● Exercise aim: Copy word for word, please, the lines of the entries below running from the one containing "if not found)" to the one containing "Some(raw) => raw.parse::<u64>().ok().filter(|secs|", both ends included.

● Supplied data:
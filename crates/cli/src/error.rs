//! CLI error type.

use catalog_cart_storefront::api::{ApiError, ImageError};
use catalog_cart_storefront::config::ConfigError;
use catalog_cart_storefront::storage::StorageError;
use thiserror::Error;

/// Errors that end a command with a non-zero exit code.
///
/// API failures during form submission are shown as notifications instead
/// and do not surface here.
#[derive(Debug, Error)]
pub enum CliError {
    /// Invalid environment configuration.
    #[error("Configuration error: {0}")]
    Config(#[from] ConfigError),

    /// Building the client or fetching the catalog failed.
    #[error("API error: {0}")]
    Api(#[from] ApiError),

    /// Token storage could not be read or written.
    #[error("Storage error: {0}")]
    Storage(#[from] StorageError),

    /// The image file could not be used.
    #[error("Image error: {0}")]
    Image(#[from] ImageError),

    /// Reading stdin or writing stdout failed.
    #[error("I/O error: {0}")]
    Io(#[from] std::io::Error),
}
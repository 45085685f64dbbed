//! Client configuration loaded from environment variables.
//!
//! # Environment Variables
//!
//! ## Optional
//! - `CATALOG_API_BASE_URL` - Base URL of the catalog API (default: `http://127.0.0.1:5000/`)
//! - `CATALOG_REQUEST_TIMEOUT_SECS` - Per-request timeout in seconds (default: 30)
//! - `CATALOG_STORAGE_PATH` - Local key-value storage file (default: `.catalog-cart/storage.json`)
//! - `CATALOG_PAGE_SIZE` - Products shown per catalog page (default: 6)

use std::num::NonZeroUsize;
use std::path::PathBuf;
use std::time::Duration;

use thiserror::Error;
use url::Url;

use crate::catalog::DEFAULT_PAGE_SIZE;

const DEFAULT_BASE_URL: &str = "http://127.0.0.1:5000/";
const DEFAULT_TIMEOUT_SECS: u64 = 30;
const DEFAULT_STORAGE_PATH: &str = ".catalog-cart/storage.json";

/// Configuration errors that can occur during loading.
#[derive(Debug, Error)]
pub enum ConfigError {
    #[error("Invalid environment variable {0}: {1}")]
    InvalidEnvVar(String, String),
}

/// Catalog client configuration.
#[derive(Debug, Clone)]
pub struct ClientConfig {
    /// API base URL, always ending in `/` so endpoint paths join beneath it
    pub base_url: Url,
    /// Timeout applied to every request
    pub request_timeout: Duration,
    /// Location of the local key-value storage file
    pub storage_path: PathBuf,
    /// Products per catalog page
    pub page_size: NonZeroUsize,
}

impl ClientConfig {
    /// Load configuration from environment variables.
    ///
    /// Calls `dotenvy::dotenv()` to load from `.env` file if present.
    ///
    /// # Errors
    ///
    /// Returns `ConfigError` if a variable is set but cannot be parsed.
    pub fn from_env() -> Result<Self, ConfigError> {
        // Load .env file if present (ignore errors if not found)
        let _ = dotenvy::dotenv();

        let base_url = parse_base_url(&get_env_or_default("CATALOG_API_BASE_URL", DEFAULT_BASE_URL))
            .map_err(|e| ConfigError::InvalidEnvVar("CATALOG_API_BASE_URL".to_string(), e))?;

        let timeout_secs = match get_optional_env("CATALOG_REQUEST_TIMEOUT_SECS") {
            Some(raw) => raw.parse::<u64>().ok().filter(|secs| *secs > 0).ok_or_else(|| {
                ConfigError::InvalidEnvVar(
                    "CATALOG_REQUEST_TIMEOUT_SECS".to_string(),
                    "must be a positive integer".to_string(),
                )
            })?,
            None => DEFAULT_TIMEOUT_SECS,
        };

        let page_size = match get_optional_env("CATALOG_PAGE_SIZE") {
            Some(raw) => raw.parse::<NonZeroUsize>().map_err(|e| {
                ConfigError::InvalidEnvVar("CATALOG_PAGE_SIZE".to_string(), e.to_string())
            })?,
            None => DEFAULT_PAGE_SIZE,
        };

        let storage_path =
            PathBuf::from(get_env_or_default("CATALOG_STORAGE_PATH", DEFAULT_STORAGE_PATH));

        Ok(Self {
            base_url,
            request_timeout: Duration::from_secs(timeout_secs),
            storage_path,
            page_size,
        })
    }

    /// Configuration pointing at `base_url` with every other value defaulted.
    ///
    /// # Errors
    ///
    /// Returns `ConfigError` if `base_url` is not an absolute http(s) URL.
    pub fn for_base_url(base_url: &str) -> Result<Self, ConfigError> {
        let base_url = parse_base_url(base_url)
            .map_err(|e| ConfigError::InvalidEnvVar("base_url".to_string(), e))?;
        Ok(Self {
            base_url,
            request_timeout: Duration::from_secs(DEFAULT_TIMEOUT_SECS),
            storage_path: PathBuf::from(DEFAULT_STORAGE_PATH),
            page_size: DEFAULT_PAGE_SIZE,
        })
    }
}

// =============================================================================
// Helper Functions
// =============================================================================

/// Parse a base URL, appending the trailing slash `Url::join` needs.
fn parse_base_url(raw: &str) -> Result<Url, String> {
    let mut url = Url::parse(raw.trim()).map_err(|e| e.to_string())?;
    if !matches!(url.scheme(), "http" | "https") {
        return Err(format!("unsupported scheme '{}'", url.scheme()));
    }
    if !url.path().ends_with('/') {
        let path = format!("{}/", url.path());
        url.set_path(&path);
    }
    Ok(url)
}

/// Get an optional environment variable.
fn get_optional_env(key: &str) -> Option<String> {
    std::env::var(key).ok()
}

/// Get an environment variable with a default value.
fn get_env_or_default(key: &str, default: &str) -> String {
    std::env::var(key).unwrap_or_else(|_| default.to_string())
}

#[cfg(test)]
#[allow(clippy::unwrap_used)]
mod tests {
    use super::*;

    #[test]
    fn test_parse_base_url_appends_slash() {
        let url = parse_base_url("https://api.example.com/v1").unwrap();
        assert_eq!(url.as_str(), "https://api.example.com/v1/");
        assert_eq!(url.join("login/").unwrap().as_str(), "https://api.example.com/v1/login/");
    }

    #[test]
    fn test_parse_base_url_keeps_existing_slash() {
        let url = parse_base_url("http://127.0.0.1:5000/").unwrap();
        assert_eq!(url.as_str(), "http://127.0.0.1:5000/");
    }

    #[test]
    fn test_parse_base_url_rejects_other_schemes() {
        assert!(parse_base_url("ftp://example.com/").is_err());
        assert!(parse_base_url("not a url").is_err());
    }

    #[test]
    fn test_for_base_url_defaults() {
        let config = ClientConfig::for_base_url("http://localhost:5000").unwrap();
        assert_eq!(config.base_url.as_str(), "http://localhost:5000/");
        assert_eq!(config.page_size.get(), 6);
        assert_eq!(config.request_timeout, Duration::from_secs(30));
    }
}
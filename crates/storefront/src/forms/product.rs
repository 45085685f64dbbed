//! New-product form.

use catalog_cart_core::{Price, Product, Rating};
use tokio::sync::watch;
use tracing::instrument;

use super::{FormField, FormState, SubmitOutcome, failure_message};
use crate::api::{ImageAttachment, NewProduct, StoreApi};
use crate::notify::{Notification, Toaster};

pub const PRODUCT_NAME_REQUIRED: &str = "Product name is required.";
pub const BRAND_REQUIRED: &str = "Brand is required.";
pub const PRICE_REQUIRED: &str = "Price is required.";
pub const RATING_REQUIRED: &str = "Rating is required.";
pub const IMAGE_REQUIRED: &str = "Image is required.";
pub const PRICE_NOT_A_NUMBER: &str = "Price must be a number.";
pub const RATING_NOT_A_NUMBER: &str = "Rating must be a number.";
pub const PRODUCT_ADDED: &str = "Product added successfully!";
pub const ADD_PRODUCT_FAILED: &str = "Error adding product. Please try again.";

/// Product name, brand, price, rating and exactly one image.
#[derive(Debug, Default)]
pub struct AddProductForm {
    product_name: FormField,
    brand: FormField,
    price: FormField,
    rating: FormField,
    image: Option<ImageAttachment>,
    image_error: String,
    state: FormState,
}

impl AddProductForm {
    #[must_use]
    pub fn new() -> Self {
        Self::default()
    }

    pub fn set_product_name(&mut self, value: impl Into<String>) {
        self.product_name.set(value);
        self.state.changed();
    }

    pub fn set_brand(&mut self, value: impl Into<String>) {
        self.brand.set(value);
        self.state.changed();
    }

    pub fn set_price(&mut self, value: impl Into<String>) {
        self.price.set(value);
        self.state.changed();
    }

    pub fn set_rating(&mut self, value: impl Into<String>) {
        self.rating.set(value);
        self.state.changed();
    }

    /// Select the image to upload, replacing and returning any earlier one.
    pub fn attach_image(&mut self, image: ImageAttachment) -> Option<ImageAttachment> {
        self.image_error.clear();
        let previous = self.image.replace(image);
        self.state.changed();
        previous
    }

    #[must_use]
    pub const fn product_name(&self) -> &FormField {
        &self.product_name
    }

    #[must_use]
    pub const fn brand(&self) -> &FormField {
        &self.brand
    }

    #[must_use]
    pub const fn price(&self) -> &FormField {
        &self.price
    }

    #[must_use]
    pub const fn rating(&self) -> &FormField {
        &self.rating
    }

    #[must_use]
    pub const fn image(&self) -> Option<&ImageAttachment> {
        self.image.as_ref()
    }

    /// Error for the image selector; empty when valid.
    #[must_use]
    pub fn image_error(&self) -> &str {
        &self.image_error
    }

    /// Whether a request is in flight.
    #[must_use]
    pub fn is_submitting(&self) -> bool {
        self.state.is_submitting()
    }

    /// Watch the submitting flag.
    #[must_use]
    pub fn watch_submitting(&self) -> watch::Receiver<bool> {
        self.state.watch_submitting()
    }

    /// Subscribe to state changes.
    #[must_use]
    pub fn subscribe(&self) -> watch::Receiver<u64> {
        self.state.subscribe()
    }

    /// Label for the submit button.
    #[must_use]
    pub fn submit_label(&self) -> &'static str {
        if self.is_submitting() {
            "Adding..."
        } else {
            "Add Product"
        }
    }

    /// The submit button is disabled while a request is in flight.
    #[must_use]
    pub fn can_submit(&self) -> bool {
        !self.is_submitting()
    }

    /// Check every field and build the payload if all pass.
    pub fn validate(&mut self) -> Option<NewProduct> {
        let name_ok = self.product_name.require(PRODUCT_NAME_REQUIRED);
        let brand_ok = self.brand.require(BRAND_REQUIRED);

        let price = if self.price.require(PRICE_REQUIRED) {
            Price::parse(self.price.value())
                .inspect_err(|_| self.price.fail(PRICE_NOT_A_NUMBER))
                .ok()
        } else {
            None
        };

        let rating = if self.rating.require(RATING_REQUIRED) {
            Rating::parse(self.rating.value())
                .inspect_err(|_| self.rating.fail(RATING_NOT_A_NUMBER))
                .ok()
        } else {
            None
        };

        if self.image.is_none() {
            IMAGE_REQUIRED.clone_into(&mut self.image_error);
        }
        self.state.changed();

        match (name_ok, brand_ok, price, rating, &self.image) {
            (true, true, Some(price), Some(rating), Some(image)) => Some(NewProduct {
                product_name: self.product_name.value().to_owned(),
                brand: self.brand.value().to_owned(),
                price,
                rating,
                image: image.clone(),
            }),
            _ => None,
        }
    }

    /// Validate and, if complete, create the product.
    ///
    /// Returns the created product when the API echoes it back.
    #[instrument(skip_all, fields(name = %self.product_name.value()))]
    pub async fn submit<A, T>(&mut self, api: &A, toaster: &mut T) -> SubmitOutcome<Option<Product>>
    where
        A: StoreApi,
        T: Toaster,
    {
        let Some(new_product) = self.validate() else {
            tracing::debug!("Product submission blocked by invalid fields");
            return SubmitOutcome::Invalid;
        };

        let _submitting = self.state.begin_submit();
        match api.add_product(new_product).await {
            Ok(response) => {
                toaster.push(Notification::success(PRODUCT_ADDED));
                SubmitOutcome::Succeeded(response.product)
            }
            Err(err) => {
                tracing::warn!(error = %err, "Adding product failed");
                toaster.push(Notification::error(failure_message(
                    &err,
                    None,
                    ADD_PRODUCT_FAILED,
                )));
                for (field, messages) in &err.detail().field_errors {
                    for message in messages {
                        toaster.push(Notification::error(format!("{field}: {message}")));
                    }
                }
                SubmitOutcome::Failed
            }
        }
    }
}

#[cfg(test)]
#[allow(clippy::unwrap_used)]
mod tests {
    use std::collections::BTreeMap;

    use rust_decimal::Decimal;

    use super::*;
    use crate::api::{ApiErrorKind, ErrorDetail};
    use crate::testing::{FakeApi, api_error};

    fn png(name: &str) -> ImageAttachment {
        ImageAttachment::new(name, "image/png", vec![1, 2, 3])
    }

    fn filled() -> AddProductForm {
        let mut form = AddProductForm::new();
        form.set_product_name("Trail Runner");
        form.set_brand("Acme");
        form.set_price("89.50");
        form.set_rating("4.5");
        form.attach_image(png("shoe.png"));
        form
    }

    #[tokio::test]
    async fn test_empty_form_blocks_submit() {
        let api = FakeApi::new();
        let mut form = AddProductForm::new();

        let outcome = form.submit(&api, &mut Vec::new()).await;
        assert_eq!(outcome, SubmitOutcome::Invalid);
        assert_eq!(api.add_calls(), 0);
        assert_eq!(form.product_name().error(), PRODUCT_NAME_REQUIRED);
        assert_eq!(form.brand().error(), BRAND_REQUIRED);
        assert_eq!(form.price().error(), PRICE_REQUIRED);
        assert_eq!(form.rating().error(), RATING_REQUIRED);
        assert_eq!(form.image_error(), IMAGE_REQUIRED);
    }

    #[tokio::test]
    async fn test_non_numeric_price_blocks_submit() {
        let api = FakeApi::new();
        let mut form = filled();
        form.set_price("cheap");
        form.set_rating("five");

        assert_eq!(form.submit(&api, &mut Vec::new()).await, SubmitOutcome::Invalid);
        assert_eq!(api.add_calls(), 0);
        assert_eq!(form.price().error(), PRICE_NOT_A_NUMBER);
        assert_eq!(form.rating().error(), RATING_NOT_A_NUMBER);
    }

    #[test]
    fn test_attach_replaces_previous_image() {
        let mut form = AddProductForm::new();
        assert!(form.attach_image(png("a.png")).is_none());
        let previous = form.attach_image(png("b.png")).unwrap();
        assert_eq!(previous.file_name, "a.png");
        assert_eq!(form.image().unwrap().file_name, "b.png");
    }

    #[tokio::test]
    async fn test_success_sends_payload() {
        let api = FakeApi::new();
        let mut toasts = Vec::new();
        let mut form = filled();
        form.attach_image(png("final.png"));

        let outcome = form.submit(&api, &mut toasts).await;
        let SubmitOutcome::Succeeded(Some(created)) = outcome else {
            panic!("expected success, got {outcome:?}");
        };
        assert_eq!(created.product_name, "Trail Runner");
        assert_eq!(toasts, [Notification::success(PRODUCT_ADDED)]);

        let sent = api.last_new_product().unwrap();
        assert_eq!(sent.brand, "Acme");
        assert_eq!(sent.price.amount(), Decimal::new(8950, 2));
        assert_eq!(sent.rating.value(), Decimal::new(45, 1));
        assert_eq!(sent.image.file_name, "final.png");
    }

    #[tokio::test]
    async fn test_field_errors_become_separate_notifications() {
        let api = FakeApi::new();
        let mut field_errors = BTreeMap::new();
        field_errors.insert("brand".to_owned(), vec!["too short".to_owned()]);
        field_errors.insert(
            "price".to_owned(),
            vec!["must be positive".to_owned(), "too large".to_owned()],
        );
        api.respond_add_product(Err(api_error(
            ApiErrorKind::ValidationFailed,
            ErrorDetail {
                message: Some("Validation failed".to_owned()),
                field_errors,
                ..ErrorDetail::default()
            },
        )));
        let mut toasts = Vec::new();

        let outcome = filled().submit(&api, &mut toasts).await;
        assert_eq!(outcome, SubmitOutcome::Failed);
        assert_eq!(
            toasts,
            [
                Notification::error("Validation failed"),
                Notification::error("brand: too short"),
                Notification::error("price: must be positive"),
                Notification::error("price: too large"),
            ]
        );
    }

    #[tokio::test]
    async fn test_button_disabled_while_adding() {
        let api = FakeApi::new();
        api.hold_calls();
        api.respond_add_product(Err(api_error(ApiErrorKind::Network, ErrorDetail::default())));
        let mut form = filled();
        let mut submitting = form.watch_submitting();
        assert!(form.can_submit());
        assert_eq!(form.submit_label(), "Add Product");

        let mut toasts = Vec::new();
        let observe = async {
            submitting.wait_for(|pending| *pending).await.unwrap();
            api.release();
            submitting.wait_for(|pending| !*pending).await.unwrap();
        };
        let (outcome, ()) = tokio::join!(form.submit(&api, &mut toasts), observe);

        assert_eq!(outcome, SubmitOutcome::Failed);
        assert_eq!(api.add_calls(), 1);
        assert!(form.can_submit());
        assert_eq!(form.submit_label(), "Add Product");
    }

    #[test]
    fn test_labels_follow_submitting_flag() {
        let form = AddProductForm::new();
        let guard = form.state.begin_submit();
        assert!(!form.can_submit());
        assert_eq!(form.submit_label(), "Adding...");
        drop(guard);
        assert_eq!(form.submit_label(), "Add Product");
    }

    #[tokio::test]
    async fn test_unstructured_failure_uses_fallback() {
        let api = FakeApi::new();
        api.respond_add_product(Err(api_error(ApiErrorKind::Network, ErrorDetail::default())));
        let mut toasts = Vec::new();

        filled().submit(&api, &mut toasts).await;
        assert_eq!(toasts, [Notification::error(ADD_PRODUCT_FAILED)]);
    }
}
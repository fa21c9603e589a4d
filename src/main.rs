use anyhow::Result;
use clap::Parser;

/// ghreq - GitHub API requests with retries and readable client errors
///
/// If the GITHUB_TOKEN environment variable is set, it will be used for authentication.
///
/// Examples:
///   ghreq get /repos/owner/repo     # Print repository metadata
#[derive(Parser, Debug)]
#[command(author, version, about)]
struct Cli {
    #[command(subcommand)]
    command: Commands,

    /// GitHub API URL (defaults to https://api.github.com)
    #[arg(long = "api-url", value_name = "URL", global = true)]
    pub api_url: Option<String>,

    /// Number of connection attempts per request (also via GHREQ_RETRIES)
    #[arg(long, env = "GHREQ_RETRIES", value_name = "N", global = true)]
    pub retries: Option<usize>,
}

#[derive(clap::Subcommand, Debug)]
enum Commands {
    /// GET an API path and print the JSON response
    Get(GetArgs),
}

#[derive(clap::Args, Debug)]
pub struct GetArgs {
    /// API path such as /repos/owner/repo, or an absolute URL
    #[arg(value_name = "PATH")]
    pub path: String,
}

#[tokio::main]
async fn main() -> Result<()> {
    env_logger::Builder::from_env(env_logger::Env::default().default_filter_or("warn")).init();
    let cli = Cli::parse();
    let runtime = ghreq::runtime::RealRuntime;

    match cli.command {
        Commands::Get(args) => {
            ghreq::commands::get(runtime, &args.path, cli.api_url, cli.retries).await?
        }
    }
    Ok(())
}
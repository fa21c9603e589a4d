//! Runtime abstraction for reading the process environment.

use std::env;

#[cfg_attr(test, mockall::automock)]
pub trait Runtime: Send + Sync {
    fn env_var(&self, key: &str) -> Result<String, env::VarError>;
}

pub struct RealRuntime;

impl Runtime for RealRuntime {
    #[tracing::instrument(skip(self))]
    fn env_var(&self, key: &str) -> Result<String, env::VarError> {
        env::var(key)
    }
}
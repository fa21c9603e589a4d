use anyhow::Result;

use crate::runtime::Runtime;

pub mod config;
mod get;
pub mod services;

use config::Config;
use services::build_http_client;

/// Fetch an API path and print its JSON body to stdout.
#[tracing::instrument(skip(runtime, api_url, retries))]
pub async fn get<R: Runtime>(
    runtime: R,
    path: &str,
    api_url: Option<String>,
    retries: Option<usize>,
) -> Result<()> {
    let config = Config::new(&runtime, api_url, retries);
    let client = build_http_client(&config)?;
    get::run(&client, path, &mut std::io::stdout()).await
}
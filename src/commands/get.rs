use std::io::Write;

use anyhow::{Context, Result};

use crate::http::{HttpClient, RequestError};

/// Fetch `path` and write the pretty-printed JSON body to `out`.
#[tracing::instrument(skip(client, out))]
pub async fn run<W: Write>(client: &HttpClient, path: &str, out: &mut W) -> Result<()> {
    let value = client
        .get_json::<serde_json::Value>(path)
        .await
        .map_err(describe)?;

    let pretty = serde_json::to_string_pretty(&value).context("Failed to format response")?;
    writeln!(out, "{}", pretty).context("Failed to write response")?;
    Ok(())
}

/// Puts the server's message in front of client errors.
fn describe(err: RequestError) -> anyhow::Error {
    match err {
        RequestError::ClientSide(e) => {
            let message = e
                .message()
                .unwrap_or_else(|_| String::from_utf8_lossy(e.body()).into_owned());
            let summary = format!("{} (HTTP {}): {}", e.kind(), e.status_code(), message);
            anyhow::Error::new(e).context(summary)
        }
        other => anyhow::Error::new(other).context("Request failed"),
    }
}
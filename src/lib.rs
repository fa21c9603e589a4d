pub mod commands;
pub mod http;
pub mod runtime;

● Written solution:
        // Load .env file if present (ignore errors if not found)
        let _ = dotenvy::dotenv();

        let base_url = parse_base_url(&get_env_or_default("CATALOG_API_BASE_URL", DEFAULT_BASE_URL))
            .map_err(|e| ConfigError::InvalidEnvVar("CATALOG_API_BASE_URL".to_string(), e))?;

        let timeout_secs = match get_optional_env("CATALOG_REQUEST_TIMEOUT_SECS") {
            Some(raw) => raw.parse::<u64>().ok().filter(|secs| *secs > 0).ok_or_else(|| {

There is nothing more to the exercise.